Здесь в горах светило солнце, и она подумала, что в последний раз видит эти высокие темные ели, и стога сена, и остро пахнущие коричневые шпалы, сложенные за колеёй в высокие штабели.

В последний раз увидит Зою и Эриха, и свою любимую площадь. Предчувствие подсказывало, что ее больше никуда никогда не выпустят.

Зоя прижимала к груди свои птичьи лапки, смотрела испуганно огромными глазами лемура.

— Доктор за все заплатил, не вините се, не волнуйтесь, как жаль, что вы уезжаете, вам еще нужен массаж, очень нужен и книгу вы не успели прочесть…

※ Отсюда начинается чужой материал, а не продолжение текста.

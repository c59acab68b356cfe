use std::time::Duration;

use axum::http::{HeaderName, Request, Response};
use axum::{body::Body, middleware::Next};
use tower_http::request_id::{MakeRequestId, RequestId};
use tracing::{field::Empty, Span};

/// Request id as seen by handlers, stored in request extensions.
#[derive(Clone, Debug)]
pub struct XRequestId(pub String);

impl XRequestId {
    pub fn as_str(&self) -> &str {
        &self.0
    }
}

pub fn header() -> HeaderName {
    HeaderName::from_static("x-request-id")
}

#[derive(Clone, Default)]
pub struct MakeReqId;

impl MakeRequestId for MakeReqId {
    fn make_request_id<B>(&mut self, _req: &Request<B>) -> Option<RequestId> {
        let id = nanoid::nanoid!();
        Some(RequestId::new(id.parse().ok()?))
    }
}

fn request_id_of<B>(req: &Request<B>) -> &str {
    req.headers()
        .get(header())
        .and_then(|v| v.to_str().ok())
        .unwrap_or("n/a")
}

/// Stores the request id in extensions and records it on the current span.
pub async fn push_req_id_to_extensions(
    mut req: Request<Body>,
    next: Next,
) -> axum::response::Response {
    let rid = request_id_of(&req).to_owned();

    req.extensions_mut().insert(XRequestId(rid.clone()));
    Span::current().record("request_id", tracing::field::display(&rid));

    next.run(req).await
}

/// Trace layer with one `http_request` span per request; status and latency
/// are recorded once the response is produced.
#[allow(clippy::type_complexity)]
pub fn create_trace_layer() -> tower_http::trace::TraceLayer<
    tower_http::classify::SharedClassifier<tower_http::classify::ServerErrorsAsFailures>,
    impl Fn(&Request<Body>) -> Span + Clone,
    (),
    impl Fn(&Response<Body>, Duration, &Span) + Clone,
> {
    use tower_http::trace::TraceLayer;

    TraceLayer::new_for_http()
        .make_span_with(|req: &Request<Body>| {
            tracing::info_span!(
                "http_request",
                method = %req.method(),
                uri = %req.uri().path(),
                version = ?req.version(),
                module = "api_ingress",
                request_id = %request_id_of(req),
                status = Empty,
                latency_ms = Empty
            )
        })
        .on_request(())
        .on_response(|res: &Response<Body>, latency: Duration, span: &Span| {
            span.record("status", res.status().as_u16());
            span.record("latency_ms", latency.as_millis() as u64);
            tracing::debug!(parent: span, "request completed");
        })
}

Она так страдала от этого разговора, что готова была выбежать из кабинета, спрятаться где-то и пережидать, пока Надежда уйдет со своими деньгами. Но оказалось, что не только неловкость ситуации мучила ее. Когда Надежда одевалась за ширмой, она решилась и тихо произнесла:

— Доктор просил передать, что принять вас не может.

Надежда замерла перед зеркалом. На нее смотрела женщина с очень черными бровями, крепко сжатыми губами, рука, словно прикрывая грудь, лежит на плече.

— … он сказал, что найдет вас, а так — очень занят сегодня. Не знаю почему. — добавила жалобно «от себя».

До вечера она не выходила из номера, но он не пришел.

В дверь осторожно постучали, она почувствовала ужас: здесь, в этой комнате, с чемоданами, стоящими у двери, в этих стенах, хранящих память ее ночных кошмаров! Достаточно ему войти, и он узнает о ней все: о ее унижениях, о мокроте, которую молча смывает со стены, о том, что ей надо спросить Марию Марковну Каганович или Дору Моисеевну Хазан о том, как ЭТО делается, и не занимать по утрам уборную о жабьем рте и влажных ладонях Берии, поглядывающего на неё с гнусной ухмылкой, о… Постучали еще раз…

— Фрау Айхгольц, вам мессадж.

Швейцар передал ей маленький конверт.

— Заезжал герр Менцель, — о, это великая душа! — благодаря ему мы имеем много богатых постояльцев. Мы умрем, а он нет — ему поставят памятник…

Наконец, она сообразила, что надо дать чаевые, иначе ода не будет иметь конца. Он извинялся, что не смог ее принять, и просил быть готовой к двенадцати, он заедет, чтобы отвезти на вокзал.

Она сразу учуяла запах спиртного, демонстративно вдохнула носом.

— Да, да, я пил шампанское. Как всегда в казино. Но сегодня я в проигрыше. Это ничего. Зато я получил письмо от своего учителя. Он приглашает меня выступить на конференции в Будапеште, это большая честь. Это все твои вещи?

— Конечно. Пожалуйста, поезжай медленно. Я хочу проститься с площадью, для меня она останется символом Европы.

— Это так и есть.

Остановил машину на углу отеля «Париж». Там опять кто-то играл Полонез Огинского. Она обернулась. Площадь, освещенная светом круглых фонарей опять напомнила огромную овальную брошь, вроде той, которой мамаша прикалывала к блузке кружевное жабо. Большая опаловая брошь в серебряной оправе.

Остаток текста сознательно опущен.